== Given records
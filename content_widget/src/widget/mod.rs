// Copyright (c) 2025 R3BL LLC. Licensed under Apache License, Version 2.0.

/// Enable or disable debug logging for the entire `widget` module. The logs only show up
/// if a tracing subscriber is installed, eg: via [`crate::try_initialize_logging`].
pub const DEBUG_CONTENT_WIDGET: bool = true;
/// Enable or disable the (very chatty) per line logging in the placement engine.
pub const DEBUG_PLACEMENT_ENGINE: bool = false;

// Attach sources.
pub mod content_widget;
pub mod content_widget_config;
pub mod global_constants;
pub mod host;
pub mod placement;
pub mod visibility_gate;

// Re-export.
pub use content_widget::*;
pub use content_widget_config::*;
pub use global_constants::*;
pub use host::*;
pub use placement::*;
pub use visibility_gate::*;

// Test fixtures, public so that hosts can drive the widget in their own tests.
pub mod test_fixtures;
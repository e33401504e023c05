// Copyright (c) 2025 R3BL LLC. Licensed under Apache License, Version 2.0.

use std::{fmt::{Display, Formatter, Result},
          str::FromStr};

use serde::{Deserialize, Serialize};

/// A location in a text document. Both fields are 1-based, and the column is measured in
/// characters (grapheme clusters), not bytes.
///
/// ```text
///       column 1   column 5
///            ↓       ↓
/// line 1 →   fn main() {
/// line 2 →       let a = 1;
/// ```
///
/// The derived [`Ord`] compares `line` first, then `column`, which is document order.
#[derive(
    Debug, Default, Clone, Copy, PartialEq, Eq, PartialOrd, Ord, Hash, Serialize, Deserialize,
)]
pub struct Position {
    pub line: usize,
    pub column: usize,
}

impl Position {
    #[must_use]
    pub const fn new(line: usize, column: usize) -> Self { Self { line, column } }
}

impl Display for Position {
    fn fmt(&self, f: &mut Formatter<'_>) -> Result {
        write!(f, "({}, {})", self.line, self.column)
    }
}

impl From<(usize, usize)> for Position {
    fn from((line, column): (usize, usize)) -> Self { Self::new(line, column) }
}

#[derive(Debug, Clone, PartialEq, Eq, thiserror::Error, miette::Diagnostic)]
pub enum PositionParseError {
    #[error("Expected `line:column`, got {0:?}")]
    #[diagnostic(
        code(r3bl_content_widget::position::missing_separator),
        help("Write a position as `line:column`, eg: `12:4`")
    )]
    MissingSeparator(String),

    #[error("Could not parse {0:?} as a number")]
    #[diagnostic(code(r3bl_content_widget::position::not_a_number))]
    NotANumber(String),

    #[error("Line and column are 1-based, got {0:?}")]
    #[diagnostic(
        code(r3bl_content_widget::position::zero),
        help("The first line of a document is line 1, and its first column is column 1")
    )]
    Zero(String),
}

/// Parses `line:column`, eg: `"12:4"`.
impl FromStr for Position {
    type Err = PositionParseError;

    fn from_str(it: &str) -> std::result::Result<Self, Self::Err> {
        let Some((line, column)) = it.trim().split_once(':') else {
            return Err(PositionParseError::MissingSeparator(it.to_string()));
        };

        let parse = |part: &str| -> std::result::Result<usize, PositionParseError> {
            part.trim()
                .parse::<usize>()
                .map_err(|_| PositionParseError::NotANumber(part.to_string()))
        };

        let (line, column) = (parse(line)?, parse(column)?);
        if line == 0 || column == 0 {
            return Err(PositionParseError::Zero(it.to_string()));
        }

        Ok(Self::new(line, column))
    }
}

#[cfg(test)]
mod tests {
    use test_case::test_case;

    use super::*;
    use crate::assert_eq2;

    #[test]
    fn test_ordering_is_document_order() {
        assert!(Position::new(3, 10) < Position::new(4, 1));
        assert!(Position::new(4, 1) < Position::new(4, 2));
    }

    #[test]
    fn test_display() {
        assert_eq2!(Position::new(10, 4).to_string(), "(10, 4)");
    }

    #[test]
    fn test_parse_ok() {
        assert_eq2!("12:4".parse::<Position>(), Ok(Position::new(12, 4)));
        assert_eq2!(" 1 : 1 ".parse::<Position>(), Ok(Position::new(1, 1)));
    }

    #[test_case("12" => matches PositionParseError::MissingSeparator(_) ; "no colon")]
    #[test_case("a:4" => matches PositionParseError::NotANumber(_) ; "line not a number")]
    #[test_case("4:-1" => matches PositionParseError::NotANumber(_) ; "negative column")]
    #[test_case("0:4" => matches PositionParseError::Zero(_) ; "zero line")]
    #[test_case("4:0" => matches PositionParseError::Zero(_) ; "zero column")]
    fn test_parse_err(input: &str) -> PositionParseError {
        input.parse::<Position>().unwrap_err()
    }
}
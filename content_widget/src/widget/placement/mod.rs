// Copyright (c) 2025 R3BL LLC. Licensed under Apache License, Version 2.0.

// Attach sources.
pub mod line_metrics;
pub mod placement_engine;
pub mod side_preference;

// Re-export.
pub use line_metrics::*;
pub use placement_engine::*;
pub use side_preference::*;
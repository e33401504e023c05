// Copyright (c) 2025 R3BL LLC. Licensed under Apache License, Version 2.0.

use std::path::Path;

use miette::{IntoDiagnostic, WrapErr};
use serde::{Deserialize, Serialize};

use crate::{CommonError, CommonErrorType, CommonResult, DEBUG_CONTENT_WIDGET,
            DefaultWidgetStyle, MIN_VISIBLE_WIDTH, SHORTCUT_COLUMN_THRESHOLD};

/// Tunables for [`crate::ContentWidget`]. Every field has a default, so a JSON file only
/// needs the keys it wants to change.
///
/// ```json
/// {
///   "min_visible_width": 320.0,
///   "style": { "padding_right_px": 24 }
/// }
/// ```
#[derive(Debug, Clone, Copy, PartialEq, Serialize, Deserialize)]
#[serde(default)]
pub struct ContentWidgetConfig {
    pub min_visible_width: f64,
    pub shortcut_column_threshold: usize,
    pub style: WidgetStyle,
}

impl Default for ContentWidgetConfig {
    fn default() -> Self {
        Self {
            min_visible_width: MIN_VISIBLE_WIDTH,
            shortcut_column_threshold: SHORTCUT_COLUMN_THRESHOLD,
            style: WidgetStyle::default(),
        }
    }
}

/// Styling applied to the overlay node by [`crate::ContentWidget::get_dom_node`].
#[derive(Debug, Clone, Copy, PartialEq, Eq, Serialize, Deserialize)]
#[serde(default)]
pub struct WidgetStyle {
    pub padding_px: u16,
    pub padding_right_px: u16,
    pub z_index: u16,
}

impl Default for WidgetStyle {
    fn default() -> Self {
        Self {
            padding_px: DefaultWidgetStyle::PaddingPx as u16,
            padding_right_px: DefaultWidgetStyle::PaddingRightPx as u16,
            z_index: DefaultWidgetStyle::ZIndex as u16,
        }
    }
}

pub mod config_error {
    #[derive(thiserror::Error, Debug, miette::Diagnostic)]
    pub enum ConfigErrorCouldNot {
        #[error("📂 Could not read config file: '{path}'")]
        #[diagnostic(code(r3bl_content_widget::config::read))]
        ReadFile { path: String },

        #[error("🧩 Could not parse config JSON")]
        #[diagnostic(
            code(r3bl_content_widget::config::parse),
            help("Every key is optional, see `ContentWidgetConfig` for the names")
        )]
        ParseJson,
    }
}
pub use config_error::ConfigErrorCouldNot;

impl ContentWidgetConfig {
    /// # Errors
    ///
    /// Returns an error if:
    /// - The JSON is malformed, or a key has the wrong type
    /// - The values do not pass [`Self::validate`]
    pub fn try_from_json_str(json: &str) -> CommonResult<Self> {
        let config: Self = serde_json::from_str(json)
            .into_diagnostic()
            .wrap_err(ConfigErrorCouldNot::ParseJson)?;
        config.validate()?;
        Ok(config)
    }

    /// # Errors
    ///
    /// Returns an error if:
    /// - The file can't be read (missing, no permission, not UTF-8)
    /// - Its contents fail [`Self::try_from_json_str`]
    pub fn try_load_from_path(path: impl AsRef<Path>) -> CommonResult<Self> {
        let path = path.as_ref();
        let json = std::fs::read_to_string(path)
            .into_diagnostic()
            .wrap_err(ConfigErrorCouldNot::ReadFile {
                path: path.display().to_string(),
            })?;
        let config = Self::try_from_json_str(&json)?;

        DEBUG_CONTENT_WIDGET.then(|| {
            // % is Display, ? is Debug.
            tracing::debug!(
                message = "📂 loaded content widget config",
                path = %path.display(),
                config = ?config
            );
        });

        Ok(config)
    }

    /// The minimum visible width must be a finite, non-negative number.
    ///
    /// # Errors
    ///
    /// Returns [`CommonErrorType::InvalidValue`] if the check fails.
    pub fn validate(&self) -> CommonResult<()> {
        if !self.min_visible_width.is_finite() || self.min_visible_width < 0.0 {
            return CommonError::new_error_result(
                CommonErrorType::InvalidValue,
                &format!(
                    "min_visible_width must be finite and >= 0, got: {}",
                    self.min_visible_width
                ),
            );
        }
        Ok(())
    }
}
====
In the entries above, the lines between the one holding "pub use host::*;" and the one holding "Eq, thiserror::Error, miette::Diagnostic)]", inclusive, are to be printed exactly as written, and those alone.

Solution for this task |
pub use host::*;
pub use placement::*;
pub use visibility_gate::*;

// Test fixtures, public so that hosts can drive the widget in their own tests.
pub mod test_fixtures;
repository e33401504e023c05
// Copyright (c) 2025 R3BL LLC. Licensed under Apache License, Version 2.0.

use std::{fmt::{Display, Formatter, Result},
          str::FromStr};

use serde::{Deserialize, Serialize};

/// A location in a text document. Both fields are 1-based, and the column is measured in
/// characters (grapheme clusters), not bytes.
///
/// ```text
///       column 1   column 5
///            ↓       ↓
/// line 1 →   fn main() {
/// line 2 →       let a = 1;
/// ```
///
/// The derived [`Ord`] compares `line` first, then `column`, which is document order.
#[derive(
    Debug, Default, Clone, Copy, PartialEq, Eq, PartialOrd, Ord, Hash, Serialize, Deserialize,
)]
pub struct Position {
    pub line: usize,
    pub column: usize,
}

impl Position {
    #[must_use]
    pub const fn new(line: usize, column: usize) -> Self { Self { line, column } }
}

impl Display for Position {
    fn fmt(&self, f: &mut Formatter<'_>) -> Result {
        write!(f, "({}, {})", self.line, self.column)
    }
}

impl From<(usize, usize)> for Position {
    fn from((line, column): (usize, usize)) -> Self { Self::new(line, column) }
}

#[derive(Debug, Clone, PartialEq, Eq, thiserror::Error, miette::Diagnostic)]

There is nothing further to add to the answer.